Chapter Text
He has ever been a poor nation. Huge, and tenacious, but poor and half-frozen and weak. Russia does not dance in the ever-changing theatres of Europe; no wondrous inventions emerge from his house; he is ever-present but insignificant.
Insignificant ... but not so long ago one of his people was held above the ground by only a cloth balloon filled with hot air. One of Russia's people flew.
Grantville's people flew a month before his, but Grantville is a nation of wizards. She has many skilled men, brought with her from a future so full of genius and astounding invention that it seems much like magic to Russia, and the house that was fired into the middle of the Germanies, like the ball from a cannon, was filled with fantastic engines and mechanisms from the father she never met. Grantville flew using gifts that she inherited. Russia's people flew only with his cloth, and his woven basket, and his bellows and ropes.
Russia's people, poor and backward as they are, were the first people who truly belong to this world to fly. They flew with Grantville's knowledge, but the works of Russia's hands.
Russia likes the knowledge that came out of Grantville's house more than her gadgets, anyway.
"What did you call it?" he asks the man his czar sent to explain to him, swinging his feet -- his legs are still too short to reach the floor. But oh, oh, in those books...

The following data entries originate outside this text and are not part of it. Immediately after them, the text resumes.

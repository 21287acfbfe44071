//! Translation core
//!
//! Everything here is a pure function over its input and the static
//! dictionaries:
//! - `translator`: the staged substitution pipeline
//! - `mask`: command masking used by the word passes
//! - `rtl`: structural right-to-left rewrites
//! - `bidi`: bidi control wrapping of Arabic runs
//! - `parser`, `tokenizer`, `brackets`: validation and tokenization
//! - `classify`: expression kind detection and variable extraction

pub mod bidi;
pub mod brackets;
pub mod classify;
mod format;
pub mod mask;
pub mod parser;
pub mod rtl;
pub mod tokenizer;
pub mod translator;

pub use bidi::{ensure_rtl, has_rtl, is_rtl_char, normalize_mixed, strip_bidi_controls};
pub use brackets::{BracketBalance, BracketError, ScanPolicy};
pub use classify::{
    analyze_latex_structure, detect_expression_type, extract_variables, ExpressionType,
    LatexStructure,
};
pub use format::format_output;
pub use mask::{mask, unmask, MaskedText};
pub use parser::{EquationStructure, Issues, ParsedEquation, Parser, ValidationResult};
pub use rtl::RtlOptions;
pub use tokenizer::{tokenize, Token, TokenKind};
pub use translator::{
    convert_numbers_to_arabic, convert_numbers_to_english, TranslateOptions, Translator,
};
//! String helpers for mixed Arabic/Latin text.

use lazy_static::lazy_static;
use regex::Regex;
use unicode_normalization::UnicodeNormalization;

use crate::core::bidi::PDF;

/// Right-to-left override (U+202E)
pub const RLO: char = '\u{202E}';

lazy_static! {
    static ref ARABIC_RUN_RE: Regex = Regex::new(r"[\x{0600}-\x{06FF}\x{0750}-\x{077F}]+").unwrap();
    static ref INVISIBLE_RE: Regex =
        Regex::new(r"[\x{200B}-\x{200D}\x{FEFF}\x{202A}-\x{202E}]").unwrap();
    static ref SLUG_STRIP_RE: Regex = Regex::new(r"[^A-Za-z0-9_\s-]").unwrap();
    static ref SLUG_SPACE_RE: Regex = Regex::new(r"\s+").unwrap();
    static ref SLUG_DASHES_RE: Regex = Regex::new(r"-+").unwrap();
}

/// Reverse the characters of `text`.
pub fn reverse_text(text: &str) -> String {
    text.chars().rev().collect()
}

/// Force each Arabic run right-to-left with RLO … PDF.
pub fn add_directional_marks(text: &str) -> String {
    ARABIC_RUN_RE
        .replace_all(text, |caps: &regex::Captures| format!("{}{}{}", RLO, &caps[0], PDF))
        .into_owned()
}

/// Drop zero-width characters, the BOM and bidi embeddings/overrides, then
/// normalize to NFC.
pub fn sanitize_text(text: &str) -> String {
    INVISIBLE_RE.replace_all(text, "").nfc().collect()
}

fn transliterate_arabic(ch: char) -> Option<&'static str> {
    let latin = match ch {
        'أ' | 'ا' | 'ع' | 'ى' | 'ء' => "a",
        'إ' => "i",
        'آ' => "aa",
        'ب' => "b",
        'ت' | 'ط' => "t",
        'ث' => "th",
        'ذ' | 'ظ' => "dh",
        'ج' => "j",
        'ح' | 'ه' | 'ة' => "h",
        'خ' => "kh",
        'د' | 'ض' => "d",
        'ر' => "r",
        'ز' => "z",
        'س' | 'ص' => "s",
        'ش' => "sh",
        'غ' => "gh",
        'ف' => "f",
        'ق' => "q",
        'ك' => "k",
        'ل' => "l",
        'م' => "m",
        'ن' => "n",
        'و' => "w",
        'ي' => "y",
        _ => return None,
    };
    Some(latin)
}

/// ASCII slug; Arabic letters are transliterated to Latin first and any
/// other non-ASCII character is dropped.
pub fn to_slug(text: &str) -> String {
    let lowered = text.to_lowercase();
    let transliterated: String = lowered
        .trim()
        .chars()
        .map(|c| transliterate_arabic(c).map_or_else(|| c.to_string(), str::to_string))
        .collect();
    let stripped = SLUG_STRIP_RE.replace_all(&transliterated, "");
    let dashed = SLUG_SPACE_RE.replace_all(&stripped, "-");
    let collapsed = SLUG_DASHES_RE.replace_all(&dashed, "-");
    collapsed.trim_matches('-').to_string()
}

#[cfg(test)]
mod tests {
    use super::*;
    use pretty_assertions::assert_eq;

    #[test]
    fn test_reverse_text() {
        assert_eq!(reverse_text("abc"), "cba");
        assert_eq!(reverse_text("جا"), "اج");
    }

    #[test]
    fn test_add_directional_marks() {
        assert_eq!(add_directional_marks("x س"), "x \u{202E}س\u{202C}");
    }

    #[test]
    fn test_sanitize_text() {
        assert_eq!(sanitize_text("a\u{200B}b\u{202B}س\u{202C}\u{FEFF}"), "abس");
    }

    #[test]
    fn test_sanitize_text_composes() {
        assert_eq!(sanitize_text("e\u{0301}"), "\u{e9}");
        assert_eq!(sanitize_text("ا\u{0653}"), "آ");
    }

    #[test]
    fn test_to_slug() {
        assert_eq!(to_slug("  Hello World! "), "hello-world");
        assert_eq!(to_slug("جذر تربيعي"), "jdhr-trbyay");
        assert_eq!(to_slug("--a -- b--"), "a-b");
        assert_eq!(to_slug("α٣ x"), "x");
    }
}
//! Lenient math tokenizer
//!
//! Scans left to right trying an ordered list of patterns at the cursor.
//! The first pattern that matches at the cursor wins. When none matches,
//! the character is skipped without a token or an error (whitespace and
//! unknown symbols are dropped this way).

use std::fmt;

use lazy_static::lazy_static;
use regex::Regex;
use serde::Serialize;

use crate::data::symbols::{FUNCTIONS, FUNCTION_KEYS};

/// Kind of a math token.
#[derive(Debug, Clone, Copy, PartialEq, Eq, Hash, Serialize)]
#[serde(rename_all = "snake_case")]
pub enum TokenKind {
    LatexCommand,
    Function,
    Number,
    Variable,
    Operator,
    Symbol,
    Bracket,
}

impl fmt::Display for TokenKind {
    fn fmt(&self, f: &mut fmt::Formatter<'_>) -> fmt::Result {
        match self {
            TokenKind::LatexCommand => write!(f, "latex_command"),
            TokenKind::Function => write!(f, "function"),
            TokenKind::Number => write!(f, "number"),
            TokenKind::Variable => write!(f, "variable"),
            TokenKind::Operator => write!(f, "operator"),
            TokenKind::Symbol => write!(f, "symbol"),
            TokenKind::Bracket => write!(f, "bracket"),
        }
    }
}

/// A token with its character offset in the input.
#[derive(Debug, Clone, PartialEq, Eq, Serialize)]
pub struct Token {
    pub kind: TokenKind,
    pub text: String,
    pub offset: usize,
}

impl Token {
    pub fn new(kind: TokenKind, text: impl Into<String>, offset: usize) -> Self {
        Self {
            kind,
            text: text.into(),
            offset,
        }
    }
}

lazy_static! {
    /// Patterns in priority order; each is anchored at the cursor.
    static ref PATTERNS: Vec<(TokenKind, Regex)> = vec![
        (TokenKind::LatexCommand, anchored(r"\\(?:[A-Za-z]+|[{}()\[\],;!|])")),
        (TokenKind::Function, anchored(&function_pattern())),
        (
            TokenKind::Number,
            anchored(r"[0-9\x{0660}-\x{0669}]+(?:[.\x{066B}][0-9\x{0660}-\x{0669}]+)?"),
        ),
        (
            TokenKind::Variable,
            anchored(r"[A-Za-z]|[α-ωΑ-Ω]|[\x{0621}-\x{064A}]\x{0640}?"),
        ),
        (TokenKind::Operator, anchored(r"[+\-*/=<>^_!]|[≤≥≠≈≡±∓×÷·]")),
        (TokenKind::Symbol, anchored(r"[∫∬∭∮∑∏∞∂∇∈∉⊂⊃∪∩∅∧∨¬∀∃→←⟹⟸⇒⇐↔⟺,;:|&]")),
        (TokenKind::Bracket, anchored(r"[(){}\[\]]")),
    ];
}

fn anchored(pattern: &str) -> Regex {
    Regex::new(&format!("^(?:{})", pattern)).unwrap()
}

/// Latin function keys and their purely alphabetic Arabic images, longest
/// first, ending on a word boundary.
fn function_pattern() -> String {
    let mut names: Vec<&str> = FUNCTION_KEYS.to_vec();
    names.extend(
        FUNCTIONS
            .values()
            .copied()
            .filter(|v| v.chars().all(char::is_alphabetic)),
    );
    names.sort_by(|a, b| {
        b.chars()
            .count()
            .cmp(&a.chars().count())
            .then_with(|| a.cmp(b))
    });
    names.dedup();
    let alternation = names
        .iter()
        .map(|n| regex::escape(n))
        .collect::<Vec<_>>()
        .join("|");
    format!(r"(?:{})\b", alternation)
}

/// Tokenize `text`. Unrecognised characters are skipped silently.
pub fn tokenize(text: &str) -> Vec<Token> {
    let mut tokens = Vec::new();
    let mut byte_pos = 0;
    let mut char_pos = 0;

    while byte_pos < text.len() {
        let rest = &text[byte_pos..];
        let matched = PATTERNS
            .iter()
            .find_map(|(kind, re)| re.find(rest).map(|m| (*kind, m.as_str())));

        match matched {
            Some((kind, lexeme)) if !lexeme.is_empty() => {
                tokens.push(Token::new(kind, lexeme, char_pos));
                byte_pos += lexeme.len();
                char_pos += lexeme.chars().count();
            }
            _ => {
                let skipped = rest.chars().next().map_or(1, char::len_utf8);
                byte_pos += skipped;
                char_pos += 1;
            }
        }
    }

    tokens
}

"A 'cash-flow problem'," the man repeats. "You see ... an economy is created when things are bought and sold. It is not enough merely to have things of great value. Gold in the ground is worth nothing. Those things have to be traded. You have great wealth. You have forests and furs, trading routes that span the continent, many skilled craftsmen." Russia knows that; he is proud of his craftsmen, but he has them only because his summers are short and you can't grow crops in ice. He knows his rivers, too; he's been on the barges that travel slowly up and down, waved to India from the decks and traded for silk with China. "There just isn't enough money to take advantage of that wealth. People trade, but ..."
Russia stops listening. He is a rich nation, in potential if not in reality yet. His czar will know how to turn that wealth into true riches; he's already taking the first steps. But Russia is a wealthy nation ... that knowledge came out of Grantville, and there's more...
In the world-that-will-be, that was in that other time or place, there was a war, or something like a war. Russia has already read the books; he doesn't like reading of himself as the enemy, but it's drowned out by excitement every time he thinks of it, because the America of that other world was the strongest nation around, and he was afraid of Russia.
Russia was powerful. The Russia of that world conquered Poland and Lithuania, and for the Russia whose muscles still ache from the Time of Troubles, the thought is unbearably exciting. The Russia of that world built something called the USSR, a house that held land all the way to the Baltic Sea, and extended into the Germanies. That Russia changed people's lives in countries halfway around the world, in places that he's never heard of. That Russia could have destroyed the world, if he'd wanted to. And that Russia started out as him.
Russia ... Russia can be powerful.
He doesn't have to huddle on the edges of European intrigue, intimidated and ignored. He can build his own wonders and masterpieces. He can tie China and India to Europe and grow tall and solid on the trade. He can push away the Commonwealth. He can fly.
Russia's people were the first into space, up-time. He wonders if they can be first to the Moon, in this one.